Doch im Kampf um die zweite Amtszeit wählte PAP [Pjotr Alexejewitsch Poroschenko] eine exklusive Taktik: er erklärte sich zum Verteidiger des wahren Ukrainertums und zählte alle Unzufriedenen zu Moskauer Helfershelfern.

Der fünfte Präsident riss die patriotische Intelligenz mit sich, was die Kräfteverteilung auf dem inklusiven politischen Feld veränderte.

Wenn 2004 und 2014 die Inklusion über die Angliederung der Masse der Normalbürger an die Eiferer und Patrioten, so orientierte sich das siegreiche Projekt Selenskis 2019 vor allem an den Normalbürgern – dem sich ein Teil der enttäuschten Eiferer anschloss.

Dabei hat der besiegte Pjotr Poroschenko dem gewählten Kurs nicht entsagt und in die Opposition gehend laufen alle Anstrengungen des Ex-Präsidenten und seiner Propagandaleute auf die Formel „wer nicht mit uns ist, der ist gegen uns“ hinaus.

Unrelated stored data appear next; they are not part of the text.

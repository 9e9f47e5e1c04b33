//! API integration tests.
//!
//! Drives the full router against real stores in a temp directory, with a
//! mock LLM endpoint standing in for the summarizer.

use std::sync::Arc;

use axum::body::Body;
use axum::http::{Request, StatusCode};
use axum::Router;
use tempfile::TempDir;
use tower::ServiceExt;
use wiremock::matchers::{method, path};
use wiremock::{Mock, MockServer, ResponseTemplate};

use vidsum_api::{ApiConfig, AppState};
use vidsum_cache::{CacheConfig, CacheCoordinator};
use vidsum_engines::{Summarizer, SummarizerConfig};
use vidsum_queue::{CancelRegistry, JobQueue, QueueConfig};
use vidsum_store::MetadataStore;
use vidsum_storage::{BundleStore, UploadConfig, UploadStore};
use vidsum_worker::{ProcessingContext, WorkerConfig, WorkerPool};

const SAMPLE_SRT: &str = "1\n00:00:00,000 --> 00:00:02,000\nHello there.\n\n2\n00:00:02,000 --> 00:00:04,000\nGeneral Kenobi.\n";

struct TestApp {
    app: Router,
    pool: WorkerPool,
    _dir: TempDir,
    _llm: Option<MockServer>,
}

async fn spawn_app(summary_text: Option<&str>) -> TestApp {
    let dir = TempDir::new().unwrap();
    let store = MetadataStore::open(dir.path().join("metadata.db"))
        .await
        .unwrap();

    let mut upload_config = UploadConfig::new(dir.path());
    upload_config.max_file_size = 1024 * 1024;
    let uploads = UploadStore::new(upload_config, store.clone());
    let bundles = BundleStore::new(dir.path());

    let queue = Arc::new(JobQueue::new(QueueConfig::default()));
    let cancels = CancelRegistry::new();
    let coordinator = CacheCoordinator::new(
        store.clone(),
        bundles.clone(),
        uploads.clone(),
        Arc::clone(&queue),
        cancels.clone(),
        CacheConfig::default(),
    );

    let llm = match summary_text {
        Some(text) => {
            let server = MockServer::start().await;
            Mock::given(method("POST"))
                .and(path("/chat/completions"))
                .respond_with(ResponseTemplate::new(200).set_body_json(serde_json::json!({
                    "choices": [{"message": {"role": "assistant", "content": text}}]
                })))
                .mount(&server)
                .await;
            Some(server)
        }
        None => None,
    };
    let summarizer = llm.as_ref().map(|server| {
        Arc::new(Summarizer::new(SummarizerConfig {
            base_url: server.uri(),
            api_key: None,
            model: "test-model".into(),
            timeout: std::time::Duration::from_secs(5),
        }))
    });

    let processing = Arc::new(ProcessingContext::new(
        WorkerConfig::default(),
        store.clone(),
        uploads.clone(),
        bundles,
        None,
        summarizer,
    ));
    let pool = WorkerPool::new(processing, Arc::clone(&queue), cancels);

    let state = AppState::new(ApiConfig::default(), store, uploads, coordinator);
    let app = vidsum_api::create_router(state, None);

    TestApp {
        app,
        pool,
        _dir: dir,
        _llm: llm,
    }
}

fn multipart_upload(file_name: &str, content_type: &str, content: &[u8]) -> Request<Body> {
    let boundary = "X-TEST-BOUNDARY";
    let mut body = Vec::new();
    body.extend_from_slice(format!("--{}\r\n", boundary).as_bytes());
    body.extend_from_slice(
        format!(
            "Content-Disposition: form-data; name=\"file\"; filename=\"{}\"\r\n",
            file_name
        )
        .as_bytes(),
    );
    body.extend_from_slice(format!("Content-Type: {}\r\n\r\n", content_type).as_bytes());
    body.extend_from_slice(content);
    body.extend_from_slice(format!("\r\n--{}--\r\n", boundary).as_bytes());

    Request::builder()
        .method("POST")
        .uri("/api/uploads")
        .header(
            "content-type",
            format!("multipart/form-data; boundary={}", boundary),
        )
        .body(Body::from(body))
        .unwrap()
}

fn json_post(uri: &str, body: serde_json::Value) -> Request<Body> {
    Request::builder()
        .method("POST")
        .uri(uri)
        .header("content-type", "application/json")
        .body(Body::from(body.to_string()))
        .unwrap()
}

fn get(uri: &str) -> Request<Body> {
    Request::builder().uri(uri).body(Body::empty()).unwrap()
}

async fn body_json(response: axum::response::Response) -> serde_json::Value {
    let bytes = axum::body::to_bytes(response.into_body(), usize::MAX)
        .await
        .unwrap();
    serde_json::from_slice(&bytes).unwrap()
}

async fn wait_for_terminal_job(app: &Router, job_id: &str) -> serde_json::Value {
    for _ in 0..200 {
        let response = app
            .clone()
            .oneshot(get(&format!("/api/jobs/{}", job_id)))
            .await
            .unwrap();
        let json = body_json(response).await;
        let status = json["status"].as_str().unwrap_or_default().to_string();
        if status == "completed" || status == "failed" {
            return json;
        }
        tokio::time::sleep(std::time::Duration::from_millis(20)).await;
    }
    panic!("job {} never reached a terminal state", job_id);
}

#[tokio::test]
async fn test_health_endpoint() {
    let test = spawn_app(None).await;
    let response = test.app.oneshot(get("/health")).await.unwrap();
    assert_eq!(response.status(), StatusCode::OK);

    let json = body_json(response).await;
    assert_eq!(json["status"], "ok");
    assert!(json["version"].is_string());
}

#[tokio::test]
async fn test_error_envelope_shape_and_request_id_echo() {
    let test = spawn_app(None).await;

    let request = Request::builder()
        .uri("/api/jobs/not-a-job-id")
        .header("x-request-id", "test-req-42")
        .body(Body::empty())
        .unwrap();
    let response = test.app.oneshot(request).await.unwrap();

    assert_eq!(response.status(), StatusCode::BAD_REQUEST);
    assert_eq!(
        response.headers().get("x-request-id").unwrap(),
        "test-req-42"
    );

    let json = body_json(response).await;
    assert_eq!(json["code"], "invalid-argument");
    assert_eq!(json["status"], 400);
    assert_eq!(json["request_id"], "test-req-42");
    assert!(json["message"].is_string());
}

#[tokio::test]
async fn test_unknown_ids_return_404_envelope() {
    let test = spawn_app(None).await;

    let job_id = format!("j_{}", "0".repeat(32));
    let response = test
        .app
        .clone()
        .oneshot(get(&format!("/api/jobs/{}", job_id)))
        .await
        .unwrap();
    assert_eq!(response.status(), StatusCode::NOT_FOUND);
    let json = body_json(response).await;
    assert_eq!(json["code"], "not-found");

    let cache_key = "0".repeat(64);
    let response = test
        .app
        .oneshot(get(&format!("/api/cache/{}", cache_key)))
        .await
        .unwrap();
    assert_eq!(response.status(), StatusCode::NOT_FOUND);
}

#[tokio::test]
async fn test_invalid_source_combination_is_422_without_side_effects() {
    let test = spawn_app(None).await;

    let response = test
        .app
        .oneshot(json_post(
            "/api/summaries",
            serde_json::json!({
                "source_type": "url",
                "file_id": format!("f_{}", "0".repeat(32))
            }),
        ))
        .await
        .unwrap();

    assert_eq!(response.status(), StatusCode::UNPROCESSABLE_ENTITY);
    let json = body_json(response).await;
    assert_eq!(json["code"], "invalid-argument");
}

#[tokio::test]
async fn test_upload_validations() {
    let test = spawn_app(None).await;

    // Unsupported extension
    let response = test
        .app
        .clone()
        .oneshot(multipart_upload("tool.exe", "application/octet-stream", b"x"))
        .await
        .unwrap();
    assert_eq!(response.status(), StatusCode::UNSUPPORTED_MEDIA_TYPE);
    assert_eq!(body_json(response).await["code"], "unsupported-type");

    // MIME/extension disagreement
    let response = test
        .app
        .clone()
        .oneshot(multipart_upload("song.mp3", "video/mp4", b"x"))
        .await
        .unwrap();
    assert_eq!(response.status(), StatusCode::UNSUPPORTED_MEDIA_TYPE);

    // Over the 1MB test cap by one byte
    let big = vec![b'a'; 1024 * 1024 + 1];
    let response = test
        .app
        .clone()
        .oneshot(multipart_upload("big.mp4", "video/mp4", &big))
        .await
        .unwrap();
    assert_eq!(response.status(), StatusCode::PAYLOAD_TOO_LARGE);
    assert_eq!(body_json(response).await["code"], "too-large");
}

#[tokio::test]
async fn test_upload_then_summarize_local_subtitle() {
    let test = spawn_app(Some("Two Jedi exchange greetings.")).await;
    let app = test.app.clone();

    // Upload a small valid SRT
    let response = app
        .clone()
        .oneshot(multipart_upload(
            "sample.srt",
            "application/x-subrip",
            SAMPLE_SRT.as_bytes(),
        ))
        .await
        .unwrap();
    assert_eq!(response.status(), StatusCode::CREATED);
    let upload = body_json(response).await;
    let file_id = upload["file_id"].as_str().unwrap().to_string();
    assert!(file_id.starts_with("f_") && file_id.len() == 34);
    assert_eq!(upload["file_type"], "subtitle");

    // Request a summary: accepted with a job id
    let response = app
        .clone()
        .oneshot(json_post(
            "/api/summaries",
            serde_json::json!({"source_type": "local", "file_id": file_id.as_str()}),
        ))
        .await
        .unwrap();
    assert_eq!(response.status(), StatusCode::ACCEPTED);
    let accepted = body_json(response).await;
    let job_id = accepted["job_id"].as_str().unwrap().to_string();
    let cache_key = accepted["cache_key"].as_str().unwrap().to_string();
    assert!(job_id.starts_with("j_") && job_id.len() == 34);

    // A second identical request adopts the same job
    let response = app
        .clone()
        .oneshot(json_post(
            "/api/summaries",
            serde_json::json!({"source_type": "local", "file_id": file_id.as_str()}),
        ))
        .await
        .unwrap();
    assert_eq!(response.status(), StatusCode::ACCEPTED);
    let adopted = body_json(response).await;
    assert_eq!(adopted["job_id"], job_id.as_str());
    assert_eq!(adopted["cache_key"], cache_key.as_str());

    // Let the workers at it
    let handles = test.pool.start();
    let job = wait_for_terminal_job(&app, &job_id).await;
    assert_eq!(job["status"], "completed");

    // Full entry exposes the summary and the current profile version
    let response = app
        .clone()
        .oneshot(get(&format!("/api/cache/{}", cache_key)))
        .await
        .unwrap();
    assert_eq!(response.status(), StatusCode::OK);
    let entry = body_json(response).await;
    assert_eq!(entry["summary_text"], "Two Jedi exchange greetings.");
    assert_eq!(entry["profile_version"], "v1");
    assert_eq!(entry["status"], "completed");

    // Cache hit short-circuit: same request now returns 200, no job id
    let response = app
        .clone()
        .oneshot(json_post(
            "/api/summaries",
            serde_json::json!({"source_type": "local", "file_id": file_id.as_str()}),
        ))
        .await
        .unwrap();
    assert_eq!(response.status(), StatusCode::OK);
    let hit = body_json(response).await;
    assert_eq!(hit["cache_key"], cache_key.as_str());
    assert_eq!(hit["summary_text"], "Two Jedi exchange greetings.");
    assert!(hit["job_id"].is_null());

    // Lookup agrees without creating anything
    let response = app
        .clone()
        .oneshot(json_post(
            "/api/cache/lookup",
            serde_json::json!({"source_type": "local", "file_id": file_id.as_str()}),
        ))
        .await
        .unwrap();
    let lookup = body_json(response).await;
    assert_eq!(lookup["found"], true);
    assert_eq!(lookup["valid"], true);

    // Refresh creates a new job and eventually replaces the bundle
    let response = app
        .clone()
        .oneshot(json_post(
            "/api/summaries",
            serde_json::json!({"source_type": "local", "file_id": file_id.as_str(), "refresh": true}),
        ))
        .await
        .unwrap();
    assert_eq!(response.status(), StatusCode::ACCEPTED);
    let refreshed = body_json(response).await;
    let new_job_id = refreshed["job_id"].as_str().unwrap().to_string();
    assert_ne!(new_job_id, job_id);

    let job = wait_for_terminal_job(&app, &new_job_id).await;
    assert_eq!(job["status"], "completed");

    // No orphan staging remains
    let tmp = test._dir.path().join("tmp");
    if tmp.exists() {
        let mut entries = tokio::fs::read_dir(&tmp).await.unwrap();
        assert!(entries.next_entry().await.unwrap().is_none());
    }

    test.pool.shutdown();
    for handle in handles {
        let _ = tokio::time::timeout(std::time::Duration::from_secs(5), handle).await;
    }
}

#[tokio::test]
async fn test_delete_cache_entry() {
    let test = spawn_app(Some("A summary.")).await;
    let app = test.app.clone();

    let response = app
        .clone()
        .oneshot(multipart_upload(
            "sample.srt",
            "application/x-subrip",
            SAMPLE_SRT.as_bytes(),
        ))
        .await
        .unwrap();
    let upload = body_json(response).await;
    let file_id = upload["file_id"].as_str().unwrap().to_string();

    let response = app
        .clone()
        .oneshot(json_post(
            "/api/summaries",
            serde_json::json!({"source_type": "local", "file_id": file_id.as_str()}),
        ))
        .await
        .unwrap();
    let accepted = body_json(response).await;
    let cache_key = accepted["cache_key"].as_str().unwrap().to_string();

    let response = app
        .clone()
        .oneshot(
            Request::builder()
                .method("DELETE")
                .uri(format!("/api/cache/{}", cache_key))
                .body(Body::empty())
                .unwrap(),
        )
        .await
        .unwrap();
    assert_eq!(response.status(), StatusCode::OK);
    assert_eq!(body_json(response).await["deleted"], true);

    // Gone now
    let response = app
        .oneshot(get(&format!("/api/cache/{}", cache_key)))
        .await
        .unwrap();
    assert_eq!(response.status(), StatusCode::NOT_FOUND);
}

Besonders grell zeigte sich das während der kürzlichen Wahlen in der patriotischsten Stadt der Ukraine [Lwiw]. Andrej Sadowoj [Andrij Sadowyj] brauchte nur gegen den Kandidaten der Europäischen Solidarität [Poroschenkos derzeitiger Wahlverein, A.d.Ü.] antreten, so wurde der Bürgermeister von Lwiw zu den Agenten Moskaus und der „russischen Welt“ gezählt.

Und die Lwiwer, welche die Kreatur Pjotr Alexejewitschs nicht unterstützen, wurden sogleich zu den Verachteten 73 Prozent gezählt.

Kriterium des wahren Ukrainertums ist nicht einmal der ideelle Satz „Armee-Sprache-Glaube“, sondern die vorbehaltslose Unterstützung des fünften Präsidenten und seiner politischen Kraft.

Doch besteht das Problem nicht nur darin, dass PAP seine eifernden Anhänger im exklusiven politischen Ghetto eingeschlossen hat. Wichtiger ist, dass die Taktik Pjotr Alexejewitschs auch die potenziellen Konkurrenten der Europäischen Solidarität von der Inklusion abhält.

Ehemalige Maidan-Leute, die mit dem Ex-Präsidenten wetteifern, sind dazu gezwungen, ununterbrochen Vorwürfe des unzureichenden Patriotismus und der unzureichenden ideellen Reinheit abzuwehren.

Sie brauchen sich nur etwas weniger orthodox, etwas flexibler zeigen und die ganze Propagandamaschine des ehemaligen Präsidenten stürzt sich auf sie. Und niemand möchte sich diesem Schlag aussetzen.

Am Ende versuchen Patrioten und Eiferer nicht einmal ihre Unterstützung zu erhöhen, indem sie zu einer breiteren Auslegung des Ukrainertums übergehen und das Prinzip „wer nicht gegen uns ist, ist mit uns“ nutzen.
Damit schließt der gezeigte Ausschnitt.